Archive for November, 2008

GROW YOUR PRACTICE IN 3 EASY STEPS

Thursday, November 13th, 2008

1) More word of mouth referrals

How many times have you been talked around by a slick sales-type offering you the greatest marketing opportunity yet? From Newspaper ads, to calendars and target audience magazines, to bigger and bigger Yellow Pages displays, to online directories with millions of visitors, to radio stations and even TV presenting themselves as the only way to convert prospects to buyers!

Have you worked this out yet? Some of your ads work and some don’t; but when you average the cost of all your campaigns against the return on your investment – you might be better spending your hard earned cash on something more reliable and sustainable.

What about spending some of that money on a practice resource that will consistently and persistently increase the number of word of mouth referrals you receive, AND, is a one-off investment?

Don’t we all know that word of mouth referrals are what have built this great profession? Nothing will grow your practice faster and stronger than a steady stream of new patients who have been recommended by an established patient – it seems to become contagious.

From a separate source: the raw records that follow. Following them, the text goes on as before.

// Error types
//
// Library code returns these typed errors; the binary and the config
// loader wrap them with anyhow context.

use std::path::PathBuf;
use thiserror::Error;

use crate::rewrite::RewriteReport;

/// Failures while loading the JSON manifest. Any of these aborts the run
/// before a single candidate file is opened.
#[derive(Debug, Error)]
pub enum ManifestError {
    #[error("JSON map file \"{}\" not found", path.display())]
    NotFound { path: PathBuf },

    #[error("failed to read JSON map file \"{}\"", path.display())]
    Read {
        path: PathBuf,
        #[source]
        source: std::io::Error,
    },

    #[error("JSON map file \"{}\" is not a valid manifest", path.display())]
    Parse {
        path: PathBuf,
        #[source]
        source: serde_json::Error,
    },
}

#[derive(Debug, Error)]
pub enum RewriteError {
    #[error(transparent)]
    Manifest(#[from] ManifestError),

    /// The run visited every file but some of them could not be processed.
    /// The report is kept so callers can still show what did succeed.
    #[error("{} of {} files failed", failed_count(.report), .report.outcomes.len())]
    FilesFailed { report: Box<RewriteReport> },
}

fn failed_count(report: &RewriteReport) -> usize {
    report.failed().count()
}

#[derive(Debug, Error)]
pub enum ConfigError {
    #[error("no targets configured")]
    NoTargets,

    #[error("unknown target \"{0}\"")]
    UnknownTarget(String),

    #[error("target \"{target}\" has no manifest path")]
    MissingManifest { target: String },

    #[error("target \"{target}\" has an empty src list")]
    EmptySources { target: String },

    #[error("target \"{target}\" has an invalid glob")]
    InvalidGlob {
        target: String,
        #[source]
        source: GlobError,
    },
}

#[derive(Debug, Error)]
#[error("invalid glob pattern \"{pattern}\"")]
pub struct GlobError {
    pub pattern: String,
    #[source]
    pub source: glob::PatternError,
}

/// Append a hint line to an error message, shown to the user by the CLI.
pub fn with_suggestion(message: &str, suggestion: &str) -> String {
    format!("{message}\n\n  hint: {suggestion}")
}
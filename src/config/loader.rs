// Configuration loader
// Loads targets from ./cachebust.toml, the user config dir, or an explicit path

use anyhow::{bail, Context, Result};
use std::fs;
use std::path::{Path, PathBuf};
use tracing::debug;

use super::constants::{CONFIG_FILE_NAME, USER_CONFIG_DIR, USER_CONFIG_FILE};
use super::settings::{Config, ConfigFile, Overrides};
use crate::errors;

/// Load configuration and apply command-line overrides.
///
/// Lookup order: `explicit` (must exist), `./cachebust.toml`, then
/// `<config dir>/cachebust/config.toml`. With no file at all, the flags
/// alone must describe a target.
pub fn load_config(explicit: Option<&Path>, overrides: &Overrides) -> Result<Config> {
    let mut config = match find_config_file(explicit)? {
        Some(path) => load_from_file(&path)?,
        None => {
            debug!("No config file found, using command-line flags only");
            Config::default()
        }
    };

    config.apply_overrides(overrides);

    if config.targets.is_empty() {
        bail!(errors::with_suggestion(
            "No targets configured.",
            &format!(
                "create {CONFIG_FILE_NAME} with a [targets.<name>] table, \
                 or pass --manifest and --cwd"
            ),
        ));
    }

    config
        .validate()
        .context("Configuration validation failed")?;

    Ok(config)
}

fn find_config_file(explicit: Option<&Path>) -> Result<Option<PathBuf>> {
    if let Some(path) = explicit {
        if !path.is_file() {
            bail!("Configuration file not found: {}", path.display());
        }
        return Ok(Some(path.to_path_buf()));
    }

    let local = PathBuf::from(CONFIG_FILE_NAME);
    if local.is_file() {
        return Ok(Some(local));
    }

    if let Some(dir) = dirs::config_dir() {
        let user = dir.join(USER_CONFIG_DIR).join(USER_CONFIG_FILE);
        if user.is_file() {
            return Ok(Some(user));
        }
    }

    Ok(None)
}

/// Parse a config file. Relative paths inside it resolve against its directory.
pub fn load_from_file(path: &Path) -> Result<Config> {
    let contents = fs::read_to_string(path)
        .with_context(|| format!("Failed to read config file: {}", path.display()))?;

    let file: ConfigFile = toml::from_str(&contents).map_err(|e| {
        anyhow::anyhow!(errors::with_suggestion(
            &format!("Failed to parse {}: {}", path.display(), e),
            "check the [defaults] and [targets.<name>] tables",
        ))
    })?;

    let base_dir = path
        .parent()
        .filter(|p| !p.as_os_str().is_empty())
        .unwrap_or_else(|| Path::new("."));

    debug!(path = %path.display(), targets = file.targets.len(), "Loaded config file");
    Ok(Config::from_file(file, base_dir, Some(path.to_path_buf())))
}

#[cfg(test)]
mod tests {
    use super::*;
    use crate::config::constants::CLI_TARGET_NAME;

    #[test]
    fn test_relative_paths_resolve_against_config_dir() {
        let dir = tempfile::tempdir().unwrap();
        let path = dir.path().join("cachebust.toml");
        fs::write(
            &path,
            "[targets.app]\nmanifest = \"staticfiles.json\"\ncwd = \"static\"\n",
        )
        .unwrap();

        let config = load_from_file(&path).unwrap();
        assert_eq!(config.source.as_deref(), Some(path.as_path()));
        let app = &config.targets[0];
        assert_eq!(app.manifest, Some(dir.path().join("staticfiles.json")));
        assert_eq!(app.files.cwd, dir.path().join("static"));
    }

    #[test]
    fn test_explicit_missing_file_is_an_error() {
        let dir = tempfile::tempdir().unwrap();
        let missing = dir.path().join("nope.toml");
        assert!(load_config(Some(&missing), &Overrides::default()).is_err());
    }

    #[test]
    fn test_bad_toml_mentions_file() {
        let dir = tempfile::tempdir().unwrap();
        let path = dir.path().join("cachebust.toml");
        fs::write(&path, "[targets.app\n").unwrap();
        let err = load_from_file(&path).unwrap_err().to_string();
        assert!(err.contains("Failed to parse"), "got: {}", err);
    }

    #[test]
    fn test_explicit_file_with_manifest_flag() {
        let dir = tempfile::tempdir().unwrap();
        let path = dir.path().join("cachebust.toml");
        fs::write(&path, "[defaults]\nstatic_dir = \"static/\"\n").unwrap();

        let overrides = Overrides {
            manifest: Some(dir.path().join("m.json")),
            ..Default::default()
        };
        let config = load_config(Some(&path), &overrides).unwrap();
        assert_eq!(config.targets.len(), 1);
        assert_eq!(config.targets[0].name, CLI_TARGET_NAME);
        assert_eq!(config.targets[0].static_dir, "static/");
    }
}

2) Impress your new patients so much that they commit to your recommendations

Do you hear this after you have examined and explained your recommendations to a prospective patient? “Why hasn’t anyone else checked me out this thoroughly before? You are the first person who has been able to explain why I am feeling the way I am! What do I need to do to fix this?”

If on the other hand you hear statements like this after conducting your report of findings: “So is it just muscles?” (they haven’t understood a word you said); “how long do you think it will take for my pain to go away” (you haven’t shifted their consciousness beyond how they are feeling to how they are functioning); “My doctor said it was lumbago” (you aren’t the expert in their mind and they won’t listen to you); “so overall I’m not so bad” (nothing you have done or said has shifted their denial mechanisms).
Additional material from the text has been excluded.